Daouda Karim plus connu sous le nom Don D est un jeune qui fait la promotion de la musique nigérienne. Avec sa trentaine bien sonnée, il est marié et père de trois enfants ; Don D est animateur télé/journaliste, pigiste radio, présentateur et maitre de cérémonie. Parallèlement, il est juriste stagiaire, en année de master en sciences juridiques de l’Université Abdou Moumouni de Niamey. Avec plusieurs cordes à son arc, il refuse de garder pour lui seul ce que Dieu lui a donné comme don – ce don de semer la joie dans le cœur des mélomanes. Il essaie en animant ses émissions musicales de partager des instants, des moments de joie, d’amour et de gaieté par des mots, des expressions dont lui seul détient le secret. Contrairement à beaucoup de jeunes de son âge qui se lancent dans le domaine musical, il s’est jalousement occupé de ses études malgré toutes les tentations qui animent le show biz de façon générale.

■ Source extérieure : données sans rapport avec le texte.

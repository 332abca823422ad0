//! Router allowance management.
//!
//! The allowance is read fresh on every call; other transactions can change it between
//! attempts, so nothing is cached.

use std::sync::Arc;

use alloy::{
    network::TransactionBuilder,
    primitives::{Address, U256},
    rpc::types::TransactionRequest,
    sol_types::SolCall,
};
use log::{debug, info};

use super::{abi::IERC20, read_allowance};
use crate::{
    models::{ApprovalOutcome, ApprovalPolicy, ConfirmationPolicy, SwapError},
    services::{provider::EvmProviderTrait, signer::WalletSigner},
    utils::{wait_for_receipt, ConfirmationError},
};

pub struct AllowanceManager<P>
where
    P: EvmProviderTrait,
{
    provider: Arc<P>,
    policy: ApprovalPolicy,
    confirmation: ConfirmationPolicy,
    gas_limit: Option<u64>,
}

impl<P> AllowanceManager<P>
where
    P: EvmProviderTrait,
{
    pub fn new(
        provider: Arc<P>,
        policy: ApprovalPolicy,
        confirmation: ConfirmationPolicy,
        gas_limit: Option<u64>,
    ) -> Self {
        Self {
            provider,
            policy,
            confirmation,
            gas_limit,
        }
    }

    /// Makes sure `spender` may move at least `required` of `token` on behalf of the signer.
    ///
    /// Sends at most one `approve` transaction and waits for it to be mined. When the
    /// current allowance already covers `required` nothing is sent.
    pub async fn ensure_allowance(
        &self,
        signer: &WalletSigner,
        spender: Address,
        token: Address,
        required: U256,
    ) -> Result<ApprovalOutcome, SwapError> {
        let owner = signer.address();
        let current = read_allowance(self.provider.as_ref(), token, owner, spender)
            .await
            .map_err(|e| SwapError::from_provider(e, SwapError::ApprovalRejected))?;

        if current >= required {
            debug!(
                "[{}] allowance {} covers required {}",
                owner, current, required
            );
            return Ok(ApprovalOutcome::AlreadySufficient);
        }

        let amount = self.policy.approval_amount(required);
        info!(
            "[{}] Approving token {} for spender {} (policy {:?}, allowance {} < {})",
            owner, token, spender, self.policy, current, required
        );

        let call = IERC20::approveCall { spender, amount };
        let mut tx = TransactionRequest::default()
            .with_from(owner)
            .with_to(token)
            .with_input(call.abi_encode());
        if let Some(gas_limit) = self.gas_limit {
            tx = tx.with_gas_limit(gas_limit);
        }

        let tx_hash = self
            .provider
            .send_transaction(signer, tx)
            .await
            .map_err(|e| SwapError::from_provider(e, SwapError::ApprovalRejected))?;

        let receipt = wait_for_receipt(
            self.provider.as_ref(),
            tx_hash,
            self.confirmation.timeout,
            self.confirmation.poll_interval,
        )
        .await
        .map_err(|e| match e {
            ConfirmationError::Timeout { .. } => SwapError::ApprovalTimeout(e.to_string()),
            ConfirmationError::Provider(err) => {
                SwapError::from_provider(err, SwapError::ApprovalRejected)
            }
        })?;

        if !receipt.success {
            return Err(SwapError::ApprovalRejected(format!(
                "approval {tx_hash} reverted"
            )));
        }

        let block_number = receipt.block_number.unwrap_or_default();
        info!(
            "[{}] Token approved in tx {} (block {})",
            owner, tx_hash, block_number
        );
        Ok(ApprovalOutcome::Approved {
            tx_hash,
            block_number,
        })
    }
}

Quelles sont les raisons fondamentales qui vous ont poussé à être animateur culturel ?
Comme tous les jeunes nés dans les années 1980, j’ai été fortement influencé par la culture urbaine et plus précisément par le hip-hop. Aussi, au cours des années 1990, avec l’explosion du hip-hop, je me suis essayé au rap avant de migrer progressivement vers l’animation d’émissions musicales où je me sentais finalement plus à l’aise. Quand les gens me posent souvent des questions du genre ‘’qu’est ce tu veux en faisant de l’animation ?’’, je réponds tout calmement, absolument rien, je veux juste être heureux et partager cet amour avec les gens, soutirer le sourire aux jeunes amateurs de la musique. Je veux ni plus ni moins égayer les jeunes gens, pas leur créer de problèmes, je ne cherche à créer de problèmes à personne ; le jour où je vais me rendre compte que cela crée des problèmes à x ou y, je vais cesser, mais si ce que je fais peut aider quelqu’un à être heureux, à lui donner le sourire, la joie de vivre, cela me suffit largement. Et je m’assume.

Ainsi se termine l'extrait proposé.